AttributeError Traceback (most recent call last)
in
30 x = torch.unsqueeze(x,0)
31
—> 32 adv_untargeted = adversary.perturb(x, y)

~.conda\envs\final\lib\site-packages\advertorch\attacks\iterative_projected_gradient.py in perturb(self, x, y)
181 x + delta.data, min=self.clip_min, max=self.clip_max) - x
182
→ 183 rval = perturb_iterative(
184 x, y, self.predict, nb_iter=self.nb_iter,
185 eps=self.eps, eps_iter=self.eps_iter,

~.conda\envs\final\lib\site-packages\advertorch\attacks\iterative_projected_gradient.py in perturb_iterative(xvar, yvar, predict, nb_iter, eps, eps_iter, loss_fn, delta_init, minimize, ord, clip_min, clip_max, l1_sparsity)
64 for ii in range(nb_iter):
65 outputs = predict(xvar + delta)
—> 66 loss = loss_fn(outputs, yvar)
67 if minimize:
68 loss = -loss

~.conda\envs\final\lib\site-packages\torch\nn\modules\module.py in _call_impl(self, *input, **kwargs)
720 result = self._slow_forward(*input, **kwargs)
721 else:
→ 722 result = self.forward(*input, **kwargs)
723 for hook in itertools.chain(
724 _global_forward_hooks.values(),

~.conda\envs\final\lib\site-packages\torch\nn\modules\loss.py in forward(self, input, target)
626
627 def forward(self, input: Tensor, target: Tensor) → Tensor:
→ 628 return F.binary_cross_entropy_with_logits(input, target,
629 self.weight,
630 pos_weight=self.pos_weight,

~.conda\envs\final\lib\site-packages\torch\nn\functional.py in binary_cross_entropy_with_logits(input, target, weight, size_average, reduce, reduction, pos_weight)
2535 reduction_enum = _Reduction.get_enum(reduction)
2536
→ 2537 if not (target.size() == input.size()):
2538 raise ValueError(“Target size ({}) must be the same as input size ({})”.format(target.size(), input.size()))
2539

AttributeError: ‘tuple’ object has no attribute ‘size’

Please Help ! :frowning:

Based on the error message it seems you are also passing the model output or target as a tuple while a tensor is expected. Check the type() of both objects and make sure they are valid tensors before passing it to the criterion.

1 Like

This is the value of x and y and their types that i’m passing. x being the input image and y as labels. It seems they are both tensors as needed.

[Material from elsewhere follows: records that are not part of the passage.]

//! Cache entry states and the handles given to callers.

use std::sync::Arc;
use std::time::{Duration, Instant};

use chrono::{DateTime, Utc};
use crossbeam_channel::{Receiver, RecvTimeoutError, Sender};

use crate::error::FailureKind;
use crate::fingerprint::QueryFingerprint;

use super::Reservation;

/// What a finished computation delivers to everyone waiting on it.
pub type Outcome<V> = Result<Arc<V>, FailureKind>;

#[derive(Debug)]
pub(crate) enum Slot<V> {
    Pending {
        ticket: u64,
        waiters: Vec<Sender<Outcome<V>>>,
    },
    Ready {
        value: Arc<V>,
        expires_at: DateTime<Utc>,
    },
    Failed {
        kind: FailureKind,
        expires_at: DateTime<Utc>,
    },
}

#[derive(Debug)]
pub(crate) struct Entry<V> {
    pub(crate) slot: Slot<V>,
    pub(crate) created_at: DateTime<Utc>,
}

impl<V> Entry<V> {
    pub(crate) fn pending(ticket: u64, now: DateTime<Utc>) -> Self {
        Self {
            slot: Slot::Pending {
                ticket,
                waiters: Vec::new(),
            },
            created_at: now,
        }
    }

    pub(crate) const fn is_pending(&self) -> bool {
        matches!(self.slot, Slot::Pending { .. })
    }
}

/// Result of [`ResultCache::get_or_reserve`](super::ResultCache::get_or_reserve).
#[derive(Debug)]
pub enum Lookup<V> {
    /// A fresh value is cached.
    Ready(Arc<V>),
    /// Another caller is computing this value; wait on the handle.
    Pending(Waiter<V>),
    /// Nobody is computing it: the caller owns the computation and must
    /// complete or fail the reservation.
    Owner(Reservation<V>),
    /// A recent failure is still remembered; do not call the backend.
    Failed(FailureKind),
}

impl<V> Lookup<V> {
    /// Short label for logs and tests.
    #[must_use]
    pub const fn kind(&self) -> &'static str {
        match self {
            Self::Ready(_) => "ready",
            Self::Pending(_) => "pending",
            Self::Owner(_) => "owner",
            Self::Failed(_) => "failed",
        }
    }
}

/// How a wait on an in-flight computation ended.
#[derive(Debug)]
pub enum WaitOutcome<V> {
    /// The owner completed with this value.
    Ready(Arc<V>),
    /// The owner failed, gave up, or vanished.
    Failed(FailureKind),
    /// The deadline passed first. The computation may still finish.
    TimedOut,
}

/// Handle for awaiting a computation owned by someone else.
///
/// Waiting blocks the calling thread on a channel; there is no polling.
#[derive(Debug)]
pub struct Waiter<V> {
    fingerprint: QueryFingerprint,
    rx: Receiver<Outcome<V>>,
}

impl<V> Waiter<V> {
    pub(crate) fn new(fingerprint: QueryFingerprint, rx: Receiver<Outcome<V>>) -> Self {
        Self { fingerprint, rx }
    }

    /// The fingerprint being computed.
    #[must_use]
    pub const fn fingerprint(&self) -> QueryFingerprint {
        self.fingerprint
    }

    /// Waits until `deadline`.
    ///
    /// A computation whose owner vanished without finishing is reported as a
    /// transient failure.
    pub fn wait_deadline(&self, deadline: Instant) -> WaitOutcome<V> {
        let timeout = deadline.saturating_duration_since(Instant::now());
        self.wait_timeout(timeout)
    }

    /// Waits for at most `timeout`.
    pub fn wait_timeout(&self, timeout: Duration) -> WaitOutcome<V> {
        match self.rx.recv_timeout(timeout) {
            Ok(Ok(value)) => WaitOutcome::Ready(value),
            Ok(Err(kind)) => WaitOutcome::Failed(kind),
            Err(RecvTimeoutError::Timeout) => WaitOutcome::TimedOut,
            Err(RecvTimeoutError::Disconnected) => WaitOutcome::Failed(FailureKind::Transient),
        }
    }

    /// Waits without a deadline.
    pub fn wait(&self) -> WaitOutcome<V> {
        match self.rx.recv() {
            Ok(Ok(value)) => WaitOutcome::Ready(value),
            Ok(Err(kind)) => WaitOutcome::Failed(kind),
            Err(_) => WaitOutcome::Failed(FailureKind::Transient),
        }
    }
}

/// Counters describing cache behaviour since construction.
#[derive(Debug, Clone, Copy, Default, PartialEq, Eq)]
pub struct CacheStats {
    /// Lookups answered by a fresh value.
    pub hits: u64,
    /// Lookups that reserved a computation.
    pub misses: u64,
    /// Lookups that joined an in-flight computation.
    pub coalesced: u64,
    /// Lookups answered by a remembered failure.
    pub negative_hits: u64,
    /// Finished entries dropped to honour `max_entries`.
    pub evictions: u64,
    /// Entries found or purged past their expiry.
    pub expirations: u64,
    /// Entries currently stored, pending ones included.
    pub entries: usize,
}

Thank You so much for a quick response sir :slight_smile:

In that case the model output is most likely creating the issue. :wink:

Thank You Sir ! I’ll check that :slight_smile:

The function is an inbuilt function in advertorch library of pytorch and the attack that I’m trying to do using that is PGD. Would you be able to explain a little what type of output should I expect from my model. Sorry, I am new to pytorch and tensorflows.

I’m not familiar with advertorch and don’t know which outputs are expected, so you could either check the implementation of the model in their repository as well as the documentation or check the output type manually.
I’m still unsure, if the error is raised by LinfPGDAttack or if your model just returns a tuple while tensors are expected, so you might also want to check the return type of it.

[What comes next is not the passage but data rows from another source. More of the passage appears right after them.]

//! Wire decoding for reconciliation requests.
//!
//! Accepts the JSON shapes reconciliation clients send and turns them into
//! validated [`Query`], [`Batch`] and [`ExtensionRequest`] values. Encoding
//! the other way is plain `serde` on the result types.

use serde::{Deserialize, Serialize};

use crate::dispatch::{Batch, BatchResult};
use crate::error::{ReconcileError, ReconcileResult, ValidationError};
use crate::extend::{ExtensionRequest, ExtensionResponse};
use crate::query::{PropertyConstraint, Query, TypeRef, TypeStrictness};

/// `"type"` may be a bare id or a `{id, name}` object.
#[derive(Debug, Deserialize)]
#[serde(untagged)]
enum WireType {
    Id(String),
    Ref(TypeRef),
}

#[derive(Debug, Deserialize)]
struct WireQuery {
    #[serde(default)]
    query: Option<String>,
    #[serde(default)]
    limit: Option<usize>,
    #[serde(rename = "type", default)]
    type_ref: Option<WireType>,
    #[serde(default)]
    type_strict: Option<TypeStrictness>,
    #[serde(default)]
    properties: Vec<PropertyConstraint>,
}

impl WireQuery {
    fn into_query(self) -> Result<Query, ValidationError> {
        let mut builder = Query::builder();
        if let Some(text) = self.query {
            builder = builder.text(text);
        }
        if let Some(limit) = self.limit {
            builder = builder.limit(limit);
        }
        if let Some(ty) = self.type_ref {
            builder = builder.requested_type(match ty {
                WireType::Id(id) => TypeRef::new(id),
                WireType::Ref(r) => r,
            });
        }
        if let Some(strict) = self.type_strict {
            builder = builder.type_strictness(strict);
        }
        for constraint in self.properties {
            builder = builder.property(constraint);
        }
        builder.build()
    }
}

impl<'de> Deserialize<'de> for Query {
    fn deserialize<D>(deserializer: D) -> Result<Self, D::Error>
    where
        D: serde::Deserializer<'de>,
    {
        WireQuery::deserialize(deserializer)?
            .into_query()
            .map_err(serde::de::Error::custom)
    }
}

fn malformed(e: &serde_json::Error) -> ValidationError {
    ValidationError::MalformedRequest {
        reason: e.to_string(),
    }
}

/// Decodes a single query.
///
/// Text starting with `{` is read as a JSON query object; anything else is
/// taken verbatim as a plain text query with default limit and strictness.
pub fn decode_single(text: &str) -> Result<Query, ValidationError> {
    if text.trim_start().starts_with('{') {
        let wire: WireQuery = serde_json::from_str(text).map_err(|e| malformed(&e))?;
        wire.into_query()
    } else {
        Ok(Query::text(text))
    }
}

/// Decodes a `{"<key>": <query>, ...}` batch.
pub fn decode_batch(json: &str) -> Result<Batch, ValidationError> {
    let raw: serde_json::Map<String, serde_json::Value> =
        serde_json::from_str(json).map_err(|e| malformed(&e))?;

    let mut batch = Batch::new();
    for (key, value) in raw {
        let wire: WireQuery = serde_json::from_value(value).map_err(|e| ValidationError::InvalidField {
            field: key.clone(),
            reason: e.to_string(),
        })?;
        let query = wire.into_query()?;
        batch.push(key, query)?;
    }

    if tracing::enabled!(tracing::Level::TRACE) {
        let keys: Vec<&str> = batch.iter().map(|(k, _)| k).collect();
        tracing::trace!(keys = ?keys, "batch_decoded");
    }
    Ok(batch)
}

/// Decodes an extension request.
pub fn decode_extension(json: &str) -> Result<ExtensionRequest, ValidationError> {
    serde_json::from_str(json).map_err(|e| malformed(&e))
}

fn encode<T: Serialize>(value: &T) -> ReconcileResult<String> {
    serde_json::to_string(value).map_err(|e| ReconcileError::internal(format!("response serialization failed: {e}")))
}

/// Encodes a batch result as `{"<key>": {"result": [...]}, ...}`.
pub fn encode_batch(result: &BatchResult) -> ReconcileResult<String> {
    encode(result)
}

/// Encodes an extension response as `{"meta": [...], "rows": {...}}`.
pub fn encode_extension(response: &ExtensionResponse) -> ReconcileResult<String> {
    encode(response)
}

Ok Sir ! Thank You ! :slight_smile:

Hi, I’m using custom dataset inherited from torch.utils.data.Dataset and DataLoader.
Here is the code snippet and the output.

Note there is a change of type before and after variable assignment.

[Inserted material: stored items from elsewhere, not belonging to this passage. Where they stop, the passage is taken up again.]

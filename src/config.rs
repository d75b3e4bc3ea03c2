//! Dispatcher configuration.
//!
//! Everything a [`QueryDispatcher`](crate::dispatch::QueryDispatcher) needs is
//! passed in at construction, so tests can run many independently configured
//! dispatchers side by side. Durations are written as milliseconds in JSON.

use std::time::Duration;

use serde::{Deserialize, Serialize};

use crate::error::ValidationError;

/// Result cache settings.
#[derive(Debug, Clone, PartialEq, Serialize, Deserialize)]
#[serde(default)]
pub struct CacheConfig {
    /// When false every lookup is a miss and nothing is stored.
    pub enabled: bool,
    /// Lifetime of a ready entry (and of a permanent failure).
    #[serde(rename = "ttl_ms", with = "millis")]
    pub ttl: Duration,
    /// Lifetime of a transient failure. Zero disables negative caching.
    #[serde(rename = "negative_ttl_ms", with = "millis")]
    pub negative_ttl: Duration,
    /// Soft bound on stored entries; least recently used are evicted first.
    pub max_entries: usize,
}

impl Default for CacheConfig {
    fn default() -> Self {
        Self {
            enabled: true,
            ttl: Duration::from_secs(3600),
            negative_ttl: Duration::from_secs(5),
            max_entries: 10_000,
        }
    }
}

/// Worker pool settings.
#[derive(Debug, Clone, PartialEq, Eq, Serialize, Deserialize)]
#[serde(default)]
pub struct PoolConfig {
    /// Number of worker threads. Bounds backend concurrency.
    pub workers: usize,
    /// Maximum queued tasks before submissions are rejected.
    pub queue_capacity: usize,
}

impl Default for PoolConfig {
    fn default() -> Self {
        Self {
            workers: 4,
            queue_capacity: 1024,
        }
    }
}

/// Best-match decision settings.
#[derive(Debug, Clone, PartialEq, Serialize, Deserialize)]
#[serde(default)]
pub struct MatchConfig {
    /// A lone candidate scoring strictly above this is a match.
    pub match_threshold: f64,
}

impl Default for MatchConfig {
    fn default() -> Self {
        Self {
            match_threshold: 0.9,
        }
    }
}

/// Top-level dispatcher configuration.
#[derive(Debug, Clone, PartialEq, Serialize, Deserialize)]
#[serde(default)]
pub struct DispatcherConfig {
    /// Settings shared by the candidate, extension and column caches.
    pub cache: CacheConfig,
    /// Worker pool sizing.
    pub pool: PoolConfig,
    /// Best-match rule.
    pub matching: MatchConfig,
    /// Deadline for a whole batch, measured from submission.
    #[serde(rename = "batch_timeout_ms", with = "millis")]
    pub batch_timeout: Duration,
}

impl Default for DispatcherConfig {
    fn default() -> Self {
        Self {
            cache: CacheConfig::default(),
            pool: PoolConfig::default(),
            matching: MatchConfig::default(),
            batch_timeout: Duration::from_secs(30),
        }
    }
}

impl DispatcherConfig {
    /// Parses and validates a JSON configuration document.
    ///
    /// Missing fields take their defaults.
    pub fn from_json_str(s: &str) -> Result<Self, ValidationError> {
        let cfg: Self = serde_json::from_str(s).map_err(|e| ValidationError::InvalidConfig {
            reason: e.to_string(),
        })?;
        cfg.validate()?;
        Ok(cfg)
    }

    /// Checks value ranges.
    pub fn validate(&self) -> Result<(), ValidationError> {
        let invalid = |reason: &str| {
            Err(ValidationError::InvalidConfig {
                reason: reason.to_string(),
            })
        };

        if self.pool.workers == 0 {
            return invalid("pool.workers must be at least 1");
        }
        if self.pool.queue_capacity == 0 {
            return invalid("pool.queue_capacity must be at least 1");
        }
        if self.cache.enabled && self.cache.max_entries == 0 {
            return invalid("cache.max_entries must be at least 1 when the cache is enabled");
        }
        if self.batch_timeout.is_zero() {
            return invalid("batch_timeout_ms must be positive");
        }
        let t = self.matching.match_threshold;
        if !t.is_finite() || !(0.0..=1.0).contains(&t) {
            return invalid("matching.match_threshold must be within [0.0, 1.0]");
        }
        Ok(())
    }
}

mod millis {
    use std::time::Duration;

    use serde::{Deserialize, Deserializer, Serializer};

    #[allow(clippy::cast_possible_truncation)]
    pub fn serialize<S>(duration: &Duration, serializer: S) -> Result<S::Ok, S::Error>
    where
        S: Serializer,
    {
        serializer.serialize_u64(duration.as_millis().min(u128::from(u64::MAX)) as u64)
    }

    pub fn deserialize<'de, D>(deserializer: D) -> Result<Duration, D::Error>
    where
        D: Deserializer<'de>,
    {
        Ok(Duration::from_millis(u64::deserialize(deserializer)?))
    }
}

def __getitem__(self, idx):
        chunk = self.chunks[idx]

        print("type:", type(chunk["gesture"][:self.t_prev_20fps+self.window_len_20fps].T))
        gesture = chunk["gesture"][:self.t_prev_20fps+self.window_len_20fps].T,
        print("assigned type:", type(gesture))
        assert 0

Output:
type: <class 'numpy.ndarray'>
assigned type: <class 'tuple'>

The variable ‘gesture’ was unintendedly modified to be a tuple. Though using index 0 fixes the issue, could anyone tell me why this is happening?

Is this relevant to the return type of dict?

You are appending a comma after the gesture definition:

gesture = chunk["gesture"][:self.t_prev_20fps+self.window_len_20fps].T,

Remove it and the tuple shouldn’t be created.